Nonetheless, the article will be read by any with a questioning eye as to the validity of the religion and its status as an actual religion. Any reader would wonder about a religion whose own believers do not necessarily take the faith seriously (as opposed to taking a non-serious faith seriously), and enjoy it more for what it is saying about society than for what it has to say in the way most other religions do. I feel that crafting the article to directly discuss the faith, with little to no greater commentary on its standing, does readers a great disservice. Instead of talking about its most interesting - and important - aspect, we are simply disseminating the beliefs and continuing its deadpan story (it's worth noting that nearly every article on other religions has a section on criticisms/controversy that operate as looking at the religion detached, as opposed to regurgitating what the faith says).
Last: Although you did not put it in, 20-year old numbers are hardly worth adding. If you had access to newer data it would help give a better idea of the religion's standing and acceptance. K1da42 (talk) 05:18, 14 August 2008 (UTC)[reply]
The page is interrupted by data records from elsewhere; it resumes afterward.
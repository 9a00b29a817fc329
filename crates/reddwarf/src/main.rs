use std::sync::Arc;

use clap::Parser;
use reddwarf_netalloc::{
    AllocationOptions, DriverConfig, EndpointSpec, IpamConfig, IpamSpec, MockNetworkDriver,
    Network, NetworkAllocator, NetworkAttachmentConfig, NetworkSpec, PortConfig, Protocol,
    PublishMode, ResolutionMode, Service, ServiceSpec, Task,
};
use tracing::info;

/// Demonstration CLI for the cluster network allocator. Exercises
/// network/service/task allocation against the built-in mock drivers —
/// nothing here talks to a real network stack or plugin socket.
#[derive(Parser)]
#[command(name = "reddwarf", about = "Cluster network allocator demo")]
struct Cli {
    /// Subnet to carve the demo overlay network's pool from
    #[arg(long, default_value = "10.88.0.0/16")]
    subnet: String,

    /// Name to allocate the demo service under
    #[arg(long, default_value = "demo-service")]
    service_name: String,

    /// Published ingress port for the demo service
    #[arg(long, default_value_t = 8080)]
    port: u16,
}

#[tokio::main]
async fn main() -> miette::Result<()> {
    tracing_subscriber::fmt()
        .with_env_filter(
            tracing_subscriber::EnvFilter::try_from_default_env()
                .unwrap_or_else(|_| tracing_subscriber::EnvFilter::new("info")),
        )
        .init();

    let cli = Cli::parse();
    run_demo(&cli.subnet, &cli.service_name, cli.port)
        .await
        .map_err(|e| miette::miette!("demo run failed: {}", e))
}

/// Allocate a network, a service attached to it, and a task attached to
/// the service's network, then tear everything back down — the same
/// lifecycle a control plane would drive, minus the control plane.
async fn run_demo(
    subnet: &str,
    service_name: &str,
    port: u16,
) -> Result<(), reddwarf_netalloc::AllocatorError> {
    let subnet: ipnetwork::IpNetwork = subnet
        .parse()
        .expect("--subnet must be a valid CIDR, e.g. 10.88.0.0/16");

    info!("Using built-in mock network driver and in-memory IPAM driver");
    let allocator = NetworkAllocator::new(None);
    allocator
        .add_driver("overlay", Arc::new(MockNetworkDriver::global()))
        .await;
    allocator
        .add_ipam_driver(
            "default",
            Arc::new(reddwarf_netalloc::InMemoryIpamDriver::new()),
        )
        .await;

    let network = Network::new(
        "demo-net",
        NetworkSpec {
            name: "demo-net".into(),
            driver_config: DriverConfig {
                name: Some("overlay".into()),
                ..Default::default()
            },
            ipam: IpamSpec {
                configs: vec![IpamConfig {
                    subnet: Some(subnet),
                    ..Default::default()
                }],
                ..Default::default()
            },
            ..Default::default()
        },
    );

    info!(network_id = %network.id, %subnet, "allocating network");
    let network = allocator.allocate_network(network).await?;
    info!(driver_state = ?network.driver_state, "network allocated");

    let mut service = Service::new(
        service_name,
        ServiceSpec {
            endpoint: EndpointSpec {
                mode: ResolutionMode::VirtualIp,
                ports: vec![PortConfig {
                    name: "web".into(),
                    protocol: Protocol::Tcp,
                    target_port: port,
                    published_port: Some(port),
                    publish_mode: PublishMode::Ingress,
                }],
            },
            networks: vec![NetworkAttachmentConfig::new("demo-net")],
            task_networks: vec![],
        },
    );

    info!(service_name, "allocating service");
    allocator.allocate_service(&mut service).await?;
    for vip in &service.endpoint.as_ref().unwrap().vips {
        info!(network_id = %vip.network_id, addr = %vip.addr, "service VIP assigned");
    }

    let mut task = Task::new("demo-task");
    let desired = [NetworkAttachmentConfig::new("demo-net")];
    info!("allocating task onto demo-net");
    allocator.allocate_task(&mut task, &desired).await?;
    for attachment in &task.attachments {
        info!(network_id = %attachment.network, addresses = ?attachment.addresses, "task attached");
    }

    let needs_realloc = allocator
        .service_needs_allocation(&service, AllocationOptions::default())
        .await;
    info!(needs_realloc, "re-checked service allocation state");

    info!("tearing down demo resources");
    allocator.deallocate_task(&mut task).await;
    allocator.deallocate_service(&mut service).await;
    allocator.deallocate_network(&network.id).await?;

    info!("demo complete");
    Ok(())
}
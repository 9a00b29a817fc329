//! Allocation-state predicates used by callers (and the allocator itself)
//! to decide whether (re)allocation is needed (spec.md §4.10).

use crate::driver::{is_built_in_driver, LABEL_INGRESS_INTERNAL, LABEL_PREDEFINED};
use crate::types::{Network, NetworkId, Node, Service, Task};

pub use crate::driver::is_built_in_driver as is_built_in_driver_name;

/// `IsAllocated(network)`: a network is allocated once it carries driver
/// state (node-local networks never get pools, so driver state alone is
/// the signal).
pub fn is_allocated(network: &Network) -> bool {
    network.driver_state.is_some()
}

/// `IsTaskAllocated(task, desiredNetworks)`: every desired network must be
/// present in the task's attachments with a non-empty address list, unless
/// the network is node-local (no addresses are ever assigned to those).
pub fn is_task_allocated(
    task: &Task,
    desired: &[crate::types::NetworkAttachmentConfig],
    node_local: impl Fn(&NetworkId) -> bool,
) -> bool {
    desired.iter().all(|want| {
        task.attachments.iter().any(|have| {
            have.network == want.target && (node_local(&want.target) || !have.addresses.is_empty())
        })
    })
}

/// `IsNodeAllocated(node, networkID)`.
pub fn is_node_allocated(node: &Node, network_id: &NetworkId, node_local: bool) -> bool {
    node.attachment.network == *network_id
        && (node_local || !node.attachment.addresses.is_empty())
}

/// `IsIngressNetwork(network)`: matches either the explicit ingress flag or
/// the legacy name + internal-label convention.
pub fn is_ingress_network(network: &Network) -> bool {
    if network.spec.ingress {
        return true;
    }
    network.spec.name == crate::driver::INGRESS_NETWORK_NAME
        && network.spec.labels.contains_key(LABEL_INGRESS_INTERNAL)
}

/// `IsIngressNetworkNeeded(service)`: true if the service publishes any
/// port in ingress mode and does not already attach to an ingress network.
pub fn is_ingress_network_needed(service: &Service, networks: &[Network]) -> bool {
    let publishes_ingress_port = service
        .spec
        .endpoint
        .ports
        .iter()
        .any(|p| p.publish_mode == crate::types::PublishMode::Ingress);
    if !publishes_ingress_port {
        return false;
    }

    let attached_to_ingress = service.spec.networks.iter().any(|attachment| {
        networks
            .iter()
            .any(|n| n.id == attachment.target && is_ingress_network(n))
    });
    !attached_to_ingress
}

/// `IsVIPOnIngressNetwork(vip, networks)`.
pub fn is_vip_on_ingress_network(vip: &crate::types::Vip, networks: &[Network]) -> bool {
    networks
        .iter()
        .any(|n| n.id == vip.network_id && is_ingress_network(n))
}
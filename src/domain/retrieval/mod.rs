//! Retrieval types: persisted embedding records and scored search hits.

mod record;
mod score;

pub use record::{EmbeddingRecord, EntryPayload, SearchHit};
pub use score::{similarity_from_cosine_distance, round_score};
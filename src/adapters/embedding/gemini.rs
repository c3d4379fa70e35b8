//! Gemini Embedding Provider - implementation of EmbeddingProvider for
//! the Gemini embedding REST API.
//!
//! Uses the `batchEmbedContents` endpoint. Inputs are split into fixed
//! batches with a short pause between them to stay under the provider's
//! rate limits; the pacing is an operational necessity, not part of the
//! embedding contract.
//!
//! # Configuration
//!
//! ```ignore
//! let config = GeminiConfig::new(api_key)
//!     .with_model("gemini-embedding-001")
//!     .with_timeout(Duration::from_secs(30));
//!
//! let provider = GeminiEmbedding::new(config)?;
//! ```

use async_trait::async_trait;
use reqwest::Client;
use secrecy::{ExposeSecret, Secret};
use serde::{Deserialize, Serialize};
use std::time::Duration;
use tokio::time::sleep;
use tracing::debug;

use crate::ports::{EmbeddingError, EmbeddingProvider};

/// Texts per request, chosen to stay under the provider's rate limits.
const BATCH_SIZE: usize = 20;

/// Pause between consecutive batch requests.
const BATCH_PAUSE: Duration = Duration::from_millis(500);

/// Configuration for the Gemini embedding provider.
#[derive(Debug, Clone)]
pub struct GeminiConfig {
    /// API key for authentication.
    api_key: Secret<String>,
    /// Embedding model name.
    pub model: String,
    /// Base URL for the API.
    pub base_url: String,
    /// Request timeout.
    pub timeout: Duration,
}

impl GeminiConfig {
    /// Creates a new configuration with the given API key.
    pub fn new(api_key: impl Into<String>) -> Self {
        Self {
            api_key: Secret::new(api_key.into()),
            model: "gemini-embedding-001".to_string(),
            base_url: "https://generativelanguage.googleapis.com/v1beta".to_string(),
            timeout: Duration::from_secs(30),
        }
    }

    /// Sets the embedding model.
    pub fn with_model(mut self, model: impl Into<String>) -> Self {
        self.model = model.into();
        self
    }

    /// Sets the base URL (useful for test doubles).
    pub fn with_base_url(mut self, url: impl Into<String>) -> Self {
        self.base_url = url.into();
        self
    }

    /// Sets the request timeout.
    pub fn with_timeout(mut self, timeout: Duration) -> Self {
        self.timeout = timeout;
        self
    }

    fn api_key(&self) -> &str {
        self.api_key.expose_secret()
    }
}

/// Gemini embedding API provider.
pub struct GeminiEmbedding {
    config: GeminiConfig,
    client: Client,
}

impl GeminiEmbedding {
    /// Creates a new provider with the given configuration.
    pub fn new(config: GeminiConfig) -> Result<Self, EmbeddingError> {
        let client = Client::builder()
            .timeout(config.timeout)
            .build()
            .map_err(|e| EmbeddingError::Network(e.to_string()))?;

        Ok(Self { config, client })
    }

    /// Builds the batch embedding endpoint URL, key appended as a query
    /// parameter per the API's authentication scheme.
    fn batch_url(&self) -> String {
        format!(
            "{}/models/{}:batchEmbedContents?key={}",
            self.config.base_url,
            self.config.model,
            self.config.api_key()
        )
    }

    async fn embed_batch(&self, texts: &[String]) -> Result<Vec<Vec<f32>>, EmbeddingError> {
        let request = BatchEmbedRequest {
            requests: texts
                .iter()
                .map(|text| EmbedContentRequest {
                    model: format!("models/{}", self.config.model),
                    content: Content {
                        parts: vec![Part { text: text.clone() }],
                    },
                })
                .collect(),
        };

        let response = self
            .client
            .post(self.batch_url())
            .json(&request)
            .send()
            .await
            .map_err(|e| {
                if e.is_timeout() {
                    EmbeddingError::Timeout {
                        timeout_secs: self.config.timeout.as_secs(),
                    }
                } else {
                    EmbeddingError::Network(e.to_string())
                }
            })?;

        let status = response.status();
        if !status.is_success() {
            let body = response.text().await.unwrap_or_default();
            return Err(match status.as_u16() {
                401 | 403 => EmbeddingError::AuthenticationFailed,
                429 => EmbeddingError::RateLimited,
                _ => EmbeddingError::Provider(format!("status {status}: {body}")),
            });
        }

        let parsed: BatchEmbedResponse = response
            .json()
            .await
            .map_err(|e| EmbeddingError::Provider(format!("malformed response: {e}")))?;

        if parsed.embeddings.len() != texts.len() {
            return Err(EmbeddingError::Provider(format!(
                "expected {} embeddings, got {}",
                texts.len(),
                parsed.embeddings.len()
            )));
        }

        Ok(parsed.embeddings.into_iter().map(|e| e.values).collect())
    }
}

#[async_trait]
impl EmbeddingProvider for GeminiEmbedding {
    async fn embed(&self, texts: &[String]) -> Result<Vec<Vec<f32>>, EmbeddingError> {
        if texts.is_empty() {
            return Ok(Vec::new());
        }

        let mut vectors = Vec::with_capacity(texts.len());
        let batches: Vec<&[String]> = texts.chunks(BATCH_SIZE).collect();
        let batch_count = batches.len();

        for (i, batch) in batches.into_iter().enumerate() {
            debug!(batch = i + 1, of = batch_count, size = batch.len(), "embedding batch");
            vectors.extend(self.embed_batch(batch).await?);
            if i + 1 < batch_count {
                sleep(BATCH_PAUSE).await;
            }
        }

        Ok(vectors)
    }
}

// ── Wire types ───────────────────────────────────────────────────────────

#[derive(Debug, Serialize)]
struct BatchEmbedRequest {
    requests: Vec<EmbedContentRequest>,
}

#[derive(Debug, Serialize)]
struct EmbedContentRequest {
    model: String,
    content: Content,
}

#[derive(Debug, Serialize)]
struct Content {
    parts: Vec<Part>,
}

#[derive(Debug, Serialize)]
struct Part {
    text: String,
}

#[derive(Debug, Deserialize)]
struct BatchEmbedResponse {
    embeddings: Vec<ContentEmbedding>,
}

#[derive(Debug, Deserialize)]
struct ContentEmbedding {
    values: Vec<f32>,
}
I must say that I resent the way you keep mis-representing what I'm saying. First of all, let me state that I don't speak for the Church. Second, I was pointing out that "believing in the faith" and "holding the religion first in their lives" has little to do with accepting the mythology, stories or parables of the religion as historical fact. You made the point that "I guess I find it hard to believe that...a large number of people would tell you that they were descended from the Yeti". Then you went on to assume this means they don't believe in their own religion or "take the faith seriously". I tried to explain that even though many Jews and Christians don't believe in the creation story and other biblical myths, that doesn't mean they don't believe in their religion or take it seriously; not because "they're ridiculous, too", as YOU, not I, put it, but because most people don't equate belief in their religion with belief in the literal, historical truth of its mythology. They see the truths communicated by those stories as of a different kind than a history or science textbook, but they believe in their religion and hold it as important to their lives regardless.
Nor can you say that a religion is not a religion because "many do not hold the religion first in their lives", unless you have a way of judging where thousands of people hold their religion relative to other things in their lives, and apply the same measure to the members of every other religion. Do all Jews, Christians, Hindus, Buddhists, Muslims, Yorubans, Santerians, Neopagans, etc etc hold their religion "first in their lives", or do they reserve that position for family, or business, or patriotism, or their place in greater society as a human being... and what the heck does that have to do with whether the religion is really a religion? What, in fact, does the success of individual members of a religion at adhering to its precepts or where they rank it in importance in their lives have to do with whether the religion meets the definition of a religion? Your criticisms all seem to have to do with your personal judgment as to how successful the religion is, not whether it IS a religion. It all seems to be about how seriously you intend to take the religion, rather than whether it meets an objective criteria.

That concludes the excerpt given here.